Matt Anderson has a bee in his bonnet. The apostles of the Third Way – you know the type – have lately been pushing yet another effort to recycle the idea that “conservatism” is dead among young evangelicals because they despise “culture war.” For two weeks, Matt has been posting about the prospects for what he calls “non-culture war conservatism.” Today he attempts a summary post in which he boils it down to four “moves”:
- Recover a robust doctrine of creation.
- Emphasize the moral imagination.
- Remember the church has its own political order.
- Reframe American exceptionalism around America’s responsibilities, not its virtues.
Now, I am a pretty strongly conservative fellow myself, and I yield place to no one in distaste for seeing a combination of intellectual laziness and moral cowardice dressed up and paraded around as a superior alternative to responsible political engagement. And I regard Matt as one of the most promising young evangelical writers of the young generation.
That said, I have to say that I don’t think Matt has quite cracked the nut he’s working on. Matt wants to demonstrate that conservatism has something constructive to say about our present dilemma. But take a fresh look at his list and ask: what is “conservative” about it?
I like all four of these “moves” and support all of them. What I want to know is why we should label them “conservative” and thus decrease the chances of partnering with our progressive friends to promote them. I’m a conservative, but being a good Christian and a good citizen of my country come first. I view these four “moves” as being on that more fundamental level rather than on the level of ideological dispute.

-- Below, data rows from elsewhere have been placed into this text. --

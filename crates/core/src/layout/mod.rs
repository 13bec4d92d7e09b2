//! Text layout engine: pixel-budget wrapping, ellipsis truncation and
//! left-to-right badge flow. Every visual renderer measures through here.

/// Width measurement for one face at one size.
pub trait FontMetric {
    fn text_width(&self, text: &str) -> f32;
    fn line_height(&self) -> f32;
}

impl<M: FontMetric + ?Sized> FontMetric for &M {
    fn text_width(&self, text: &str) -> f32 {
        (**self).text_width(text)
    }

    fn line_height(&self) -> f32 {
        (**self).line_height()
    }
}

/// Fixed-advance approximation, used when no face is loaded and in tests.
#[derive(Debug, Clone, Copy, PartialEq)]
pub struct MonoMetric {
    pub advance: f32,
    pub line_height: f32,
}

impl MonoMetric {
    pub fn new(advance: f32, line_height: f32) -> Self {
        Self {
            advance,
            line_height,
        }
    }

    /// Rough proportions of a sans face at `px`.
    pub fn for_size(px: f32) -> Self {
        Self::new(px * 0.55, px * 1.25)
    }
}

impl FontMetric for MonoMetric {
    fn text_width(&self, text: &str) -> f32 {
        text.chars().count() as f32 * self.advance
    }

    fn line_height(&self) -> f32 {
        self.line_height
    }
}

pub const ELLIPSIS: &str = "…";

/// Greedy word wrap. Lines past `max_lines` are dropped without an ellipsis.
/// A single word wider than the budget sits on its own line.
pub fn wrap<M: FontMetric>(text: &str, max_width: f32, metric: &M, max_lines: usize) -> Vec<String> {
    let mut lines = Vec::new();
    if max_lines == 0 {
        return lines;
    }

    let mut current = String::new();
    for word in text.split_whitespace() {
        if current.is_empty() {
            current.push_str(word);
            continue;
        }
        let candidate = format!("{current} {word}");
        if metric.text_width(&candidate) <= max_width {
            current = candidate;
        } else {
            lines.push(std::mem::replace(&mut current, word.to_string()));
            if lines.len() == max_lines {
                return lines;
            }
        }
    }
    if !current.is_empty() {
        lines.push(current);
    }
    lines
}

/// Returns `text` untouched when it fits, otherwise the longest prefix that
/// fits with a trailing ellipsis.
pub fn truncate<M: FontMetric>(text: &str, max_width: f32, metric: &M) -> String {
    if metric.text_width(text) <= max_width {
        return text.to_string();
    }

    let mut chars: Vec<char> = text.chars().collect();
    while chars.pop().is_some() {
        let prefix: String = chars.iter().collect();
        let candidate = format!("{}{ELLIPSIS}", prefix.trim_end());
        if metric.text_width(&candidate) <= max_width {
            return candidate;
        }
    }
    ELLIPSIS.to_string()
}

/// Geometry for a badge flow. Coordinates are relative to the flow origin.
#[derive(Debug, Clone, Copy, PartialEq)]
pub struct BadgeFlow {
    pub max_width: f32,
    pub badge_height: f32,
    pub gap: f32,
    /// Horizontal text padding on each side of a badge.
    pub padding_x: f32,
    /// Badges whose bottom edge would pass this are not placed.
    pub max_height: f32,
}

#[derive(Debug, Clone, PartialEq)]
pub struct BadgePlacement {
    /// Label as drawn; truncated if the token alone is wider than a row.
    pub label: String,
    pub x: f32,
    pub y: f32,
    pub width: f32,
}

/// Places badges left to right, wrapping rows at `max_width`. Stops silently
/// at the first badge that would cross `max_height`.
pub fn flow_badges<M: FontMetric, S: AsRef<str>>(
    tokens: &[S],
    metric: &M,
    flow: &BadgeFlow,
) -> Vec<BadgePlacement> {
    let mut placed = Vec::new();
    let (mut x, mut y) = (0.0_f32, 0.0_f32);

    for token in tokens {
        let token = token.as_ref();
        let mut label = token.to_string();
        let mut width = metric.text_width(token) + flow.padding_x * 2.0;
        if width > flow.max_width {
            label = truncate(token, (flow.max_width - flow.padding_x * 2.0).max(0.0), metric);
            width = flow.max_width;
        }

        if x > 0.0 && x + width > flow.max_width {
            x = 0.0;
            y += flow.badge_height + flow.gap;
        }
        if y + flow.badge_height > flow.max_height {
            break;
        }

        placed.push(BadgePlacement { label, x, y, width });
        x += width + flow.gap;
    }
    placed
}

#[cfg(test)]
mod tests {
    use super::*;

    const METRIC: MonoMetric = MonoMetric {
        advance: 10.0,
        line_height: 20.0,
    };

    const SAMPLE: &str = "The Reserve Bank kept the repo rate unchanged at six point five \
                          percent citing sticky food inflation and global uncertainty";

    #[test]
    fn every_wrapped_line_fits() {
        for width in [130.0, 200.0, 333.0, 1000.0] {
            for line in wrap(SAMPLE, width, &METRIC, usize::MAX) {
                assert!(METRIC.text_width(&line) <= width, "{line:?} overflows {width}");
            }
        }
    }

    #[test]
    fn wrapping_is_idempotent() {
        for width in [130.0, 210.0, 480.0] {
            let first = wrap(SAMPLE, width, &METRIC, usize::MAX);
            let second = wrap(&first.join(" "), width, &METRIC, usize::MAX);
            assert_eq!(first, second);
        }
    }

    #[test]
    fn wrap_drops_lines_past_limit() {
        let all = wrap(SAMPLE, 200.0, &METRIC, usize::MAX);
        let two = wrap(SAMPLE, 200.0, &METRIC, 2);
        assert!(all.len() > 2);
        assert_eq!(two, all[..2].to_vec());
        assert!(!two[1].ends_with(ELLIPSIS));
        assert!(wrap(SAMPLE, 200.0, &METRIC, 0).is_empty());
        assert!(wrap("   ", 200.0, &METRIC, 3).is_empty());
    }

    #[test]
    fn oversized_word_gets_its_own_line() {
        let lines = wrap("a supercalifragilistic b", 50.0, &METRIC, 5);
        assert_eq!(lines, vec!["a", "supercalifragilistic", "b"]);
    }

    #[test]
    fn truncate_is_noop_when_text_fits() {
        for text in ["", "short", "exactly ten"] {
            let width = METRIC.text_width(text);
            assert_eq!(truncate(text, width, &METRIC), text);
            assert_eq!(truncate(text, width + 50.0, &METRIC), text);
        }
    }

    #[test]
    fn truncate_appends_ellipsis_within_budget() {
        let out = truncate("Parliament passes data bill", 100.0, &METRIC);
        assert!(out.ends_with(ELLIPSIS));
        assert!(METRIC.text_width(&out) <= 100.0);
        assert_eq!(out, "Parliamen…");
        assert_eq!(truncate("abc", 5.0, &METRIC), ELLIPSIS);
    }

    #[test]
    fn badges_wrap_rows_and_stop_at_limit() {
        let flow = BadgeFlow {
            max_width: 100.0,
            badge_height: 30.0,
            gap: 10.0,
            padding_x: 5.0,
            max_height: 70.0,
        };
        // Widths: 40, 40, 60, 40 -> rows [40, 40] [60] then a third row at y=80.
        let tokens = ["GDP", "CPI", "FRBMA", "RBI"];
        let placed = flow_badges(&tokens, &METRIC, &flow);

        assert_eq!(placed.len(), 3);
        assert_eq!((placed[0].x, placed[0].y), (0.0, 0.0));
        assert_eq!((placed[1].x, placed[1].y), (50.0, 0.0));
        assert_eq!((placed[2].x, placed[2].y), (0.0, 40.0));
        for badge in &placed {
            assert!(badge.x + badge.width <= flow.max_width);
            assert!(badge.y + flow.badge_height <= flow.max_height);
        }
    }

    #[test]
    fn badge_wider_than_row_is_clamped() {
        let flow = BadgeFlow {
            max_width: 60.0,
            badge_height: 20.0,
            gap: 4.0,
            padding_x: 5.0,
            max_height: 100.0,
        };
        let placed = flow_badges(&["Biodiversity"], &METRIC, &flow);
        assert_eq!(placed.len(), 1);
        assert_eq!(placed[0].width, 60.0);
        assert_eq!(placed[0].label, "Biod…");
    }
}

This matters for reasons I’ve discussed at more length elsewhere; for now I’ll just say that we need to avoid absolutizing political disagreement, and we do that when we redefine the basic commitments of virtious participation in the social order as “conservative.”
Knowing what I know about Matt, I expect he would say (I’m putting words in his mouth; he’s free to spit them out if he likes) that a robust doctrine of creation is conservative because it attributes an integrity to the human social order, making it something worth conserving. Yet a robust doctrine of creation also gives us an external standard against which to judge the social order as we find it – a standard toward which we should presumably wish the social order to make progress.
I expect (getting a little more speculative here) Matt would say the moral imagination is conservative because it puts us back in touch with a natural moral standard, something like C.S. Lewis’s “tao,” as against attempts to reengineer human morality. Yet those who have sought to reengineer human morality have done so through manipulation of the moral imagination at least as often – if not more so – as through philosophical ideologies and so forth. What differentiates Matt’s appeal to moral imagination from Romanticism?
I expect he’d say safeguarding the church’s distinct political order is conservative because it preserves an institution that to some extent stands outside the tides of social change (yelling Stop, perhaps). Yet this kind of move is made more often by radicals than conservatives, as Matt himself notes. Nothing is more radical, more anti-conservative, than the reactionary. As a further illustration, on top of the examples Matt himself mentions, I would point to the continuing importance of implicitly totalitarian Marxist thought categories in the thought of Alasdair MacIntyre.
Surely American exceptionalism is conservative? It is when we define it in terms of America’s virtues. It becomes much less obviously so when we define it, as I agree we should define it, in terms of America’s responsibilities.
Matt sounds like he’s trying to get the bee in his bonnet to quiet down; I hope I’ve sufficiently stirred the hornet’s nest to prompt further reflections. I don’t want him to unsay anything he has said, but I do want to hear why he thinks these good ideas are “conservative,” and whether he thinks there are principles of good citizenship that transcend ideological boundaries.